• Instructions for the task: Every line of the material below should be retyped exactly.

• Input records:
####
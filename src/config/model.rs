// src/config/model.rs

use std::path::PathBuf;
use std::time::Duration;

use serde::Deserialize;

/// Launcher settings exactly as read from TOML, before validation.
///
/// ```toml
/// [paths]
/// database_dir = "/srv/evalrun/database"
/// config_template = "templates/config_evaluate_property.toml"
/// content_template = "templates/IC_instruction.md"
///
/// [engine]
/// executable = "/opt/engine/.venv/bin/python"
/// script = "/opt/engine/run_flow.py"
/// timeout_secs = 600
///
/// [display]
/// priority = ["IC_report.md", "summary.md"]
/// ```
///
/// `[paths]` and `[engine]` are required; `[display]` falls back to the
/// built-in priority list.
#[derive(Debug, Clone, Deserialize)]
pub struct RawLauncherConfig {
    pub paths: PathsSection,
    pub engine: EngineSection,
    #[serde(default)]
    pub display: DisplaySection,
}

/// Validated launcher settings.
///
/// Can only be obtained through `TryFrom<RawLauncherConfig>` (see
/// `validate.rs`), so everything downstream may assume the invariants hold.
#[derive(Debug, Clone)]
pub struct LauncherConfig {
    pub paths: PathsSection,
    pub engine: EngineSection,
    pub display: DisplaySection,
}

impl LauncherConfig {
    pub(crate) fn new_unchecked(
        paths: PathsSection,
        engine: EngineSection,
        display: DisplaySection,
    ) -> Self {
        Self {
            paths,
            engine,
            display,
        }
    }

    /// Wall-clock budget for one engine invocation; `None` when disabled.
    pub fn timeout(&self) -> Option<Duration> {
        match self.engine.timeout_secs {
            0 => None,
            secs => Some(Duration::from_secs(secs)),
        }
    }

    pub fn grace_period(&self) -> Duration {
        Duration::from_millis(self.engine.grace_period_ms)
    }
}

/// `[paths]` section.
#[derive(Debug, Clone, Deserialize)]
pub struct PathsSection {
    /// Root under which every run gets its own `<run_id>/` tree.
    pub database_dir: PathBuf,

    /// Engine configuration template, copied and patched per run.
    pub config_template: PathBuf,

    /// Document template staged into the run's input directory.
    /// Missing on disk is tolerated.
    #[serde(default)]
    pub content_template: Option<PathBuf>,

    /// File name of the materialized configuration inside `configs/`.
    #[serde(default = "default_materialized_name")]
    pub materialized_name: String,
}

fn default_materialized_name() -> String {
    "config_evaluate_property.toml".to_string()
}

/// `[engine]` section.
#[derive(Debug, Clone, Deserialize)]
pub struct EngineSection {
    /// Interpreter or binary to spawn.
    pub executable: PathBuf,

    /// Entry script passed as the single argument to `executable`.
    pub script: PathBuf,

    /// Variable set for the engine, pointing at the materialized config.
    #[serde(default = "default_config_env")]
    pub config_env: String,

    /// Variable read by the launcher for the free-text user query.
    #[serde(default = "default_query_env")]
    pub query_env: String,

    /// `0` disables the timeout.
    #[serde(default = "default_timeout_secs")]
    pub timeout_secs: u64,

    /// Interval between the graceful termination request and the kill.
    #[serde(default = "default_grace_period_ms")]
    pub grace_period_ms: u64,

    /// Echo each engine output line through `tracing` as it arrives.
    #[serde(default = "default_echo_output")]
    pub echo_output: bool,

    #[serde(default)]
    pub working_dir: Option<PathBuf>,
}

fn default_config_env() -> String {
    "OPENMANUS_CONFIG_PATH".to_string()
}

fn default_query_env() -> String {
    "OPENMANUS_QUERY".to_string()
}

fn default_timeout_secs() -> u64 {
    600
}

fn default_grace_period_ms() -> u64 {
    2000
}

fn default_echo_output() -> bool {
    true
}

/// `[display]` section: canonical report names, most specific first.
#[derive(Debug, Clone, Deserialize)]
pub struct DisplaySection {
    #[serde(default = "default_priority")]
    pub priority: Vec<String>,
}

impl Default for DisplaySection {
    fn default() -> Self {
        Self {
            priority: default_priority(),
        }
    }
}

pub fn default_priority() -> Vec<String> {
    [
        "IC_report.md",
        "results_overview.md",
        "summary.md",
        "report.md",
        "output.md",
    ]
    .iter()
    .map(|s| s.to_string())
    .collect()
}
####
• Task response:
filename src/config/model.rs
// src/config/model.rs

use std::path::PathBuf;
use std::time::Duration;

use serde::Deserialize;

/// Launcher settings exactly as read from TOML, before validation.
///
/// ```toml
/// [paths]
/// database_dir = "/srv/evalrun/database"
/// config_template = "templates/config_evaluate_property.toml"
/// content_template = "templates/IC_instruction.md"
///
/// [engine]
/// executable = "/opt/engine/.venv/bin/python"
/// script = "/opt/engine/run_flow.py"
/// timeout_secs = 600
///
/// [display]
/// priority = ["IC_report.md", "summary.md"]
/// ```
///
/// `[paths]` and `[engine]` are required; `[display]` falls back to the
/// built-in priority list.
#[derive(Debug, Clone, Deserialize)]
pub struct RawLauncherConfig {
    pub paths: PathsSection,
    pub engine: EngineSection,
    #[serde(default)]
    pub display: DisplaySection,
}

/// Validated launcher settings.
///
/// Can only be obtained through `TryFrom<RawLauncherConfig>` (see
/// `validate.rs`), so everything downstream may assume the invariants hold.
#[derive(Debug, Clone)]
pub struct LauncherConfig {
    pub paths: PathsSection,
    pub engine: EngineSection,
    pub display: DisplaySection,
}

impl LauncherConfig {
    pub(crate) fn new_unchecked(
        paths: PathsSection,
        engine: EngineSection,
        display: DisplaySection,
    ) -> Self {
        Self {
            paths,
            engine,
            display,
        }
    }

    /// Wall-clock budget for one engine invocation; `None` when disabled.
    pub fn timeout(&self) -> Option<Duration> {
        match self.engine.timeout_secs {
            0 => None,
            secs => Some(Duration::from_secs(secs)),
        }
    }

    pub fn grace_period(&self) -> Duration {
        Duration::from_millis(self.engine.grace_period_ms)
    }
}

/// `[paths]` section.
#[derive(Debug, Clone, Deserialize)]
pub struct PathsSection {
    /// Root under which every run gets its own `<run_id>/` tree.
    pub database_dir: PathBuf,

    /// Engine configuration template, copied and patched per run.
    pub config_template: PathBuf,

    /// Document template staged into the run's input directory.
    /// Missing on disk is tolerated.
    #[serde(default)]
    pub content_template: Option<PathBuf>,

    /// File name of the materialized configuration inside `configs/`.
    #[serde(default = "default_materialized_name")]
    pub materialized_name: String,
}

fn default_materialized_name() -> String {
    "config_evaluate_property.toml".to_string()
}

/// `[engine]` section.
#[derive(Debug, Clone, Deserialize)]
pub struct EngineSection {
    /// Interpreter or binary to spawn.
    pub executable: PathBuf,

    /// Entry script passed as the single argument to `executable`.
    pub script: PathBuf,

    /// Variable set for the engine, pointing at the materialized config.
    #[serde(default = "default_config_env")]
    pub config_env: String,

    /// Variable read by the launcher for the free-text user query.
    #[serde(default = "default_query_env")]
    pub query_env: String,

    /// `0` disables the timeout.
    #[serde(default = "default_timeout_secs")]
    pub timeout_secs: u64,

    /// Interval between the graceful termination request and the kill.
    #[serde(default = "default_grace_period_ms")]
    pub grace_period_ms: u64,

    /// Echo each engine output line through `tracing` as it arrives.
    #[serde(default = "default_echo_output")]
    pub echo_output: bool,

    #[serde(default)]
    pub working_dir: Option<PathBuf>,
}

fn default_config_env() -> String {
    "OPENMANUS_CONFIG_PATH".to_string()
}

fn default_query_env() -> String {
    "OPENMANUS_QUERY".to_string()
}

fn default_timeout_secs() -> u64 {
    600
}

fn default_grace_period_ms() -> u64 {
    2000
}

fn default_echo_output() -> bool {
    true
}

/// `[display]` section: canonical report names, most specific first.
#[derive(Debug, Clone, Deserialize)]
pub struct DisplaySection {
    #[serde(default = "default_priority")]
    pub priority: Vec<String>,
}

impl Default for DisplaySection {
    fn default() -> Self {
        Self {
            priority: default_priority(),
        }
    }
}

pub fn default_priority() -> Vec<String> {
    [
        "IC_report.md",
        "results_overview.md",
        "summary.md",
        "report.md",
        "output.md",
    ]
    .iter()
    .map(|s| s.to_string())
    .collect()
}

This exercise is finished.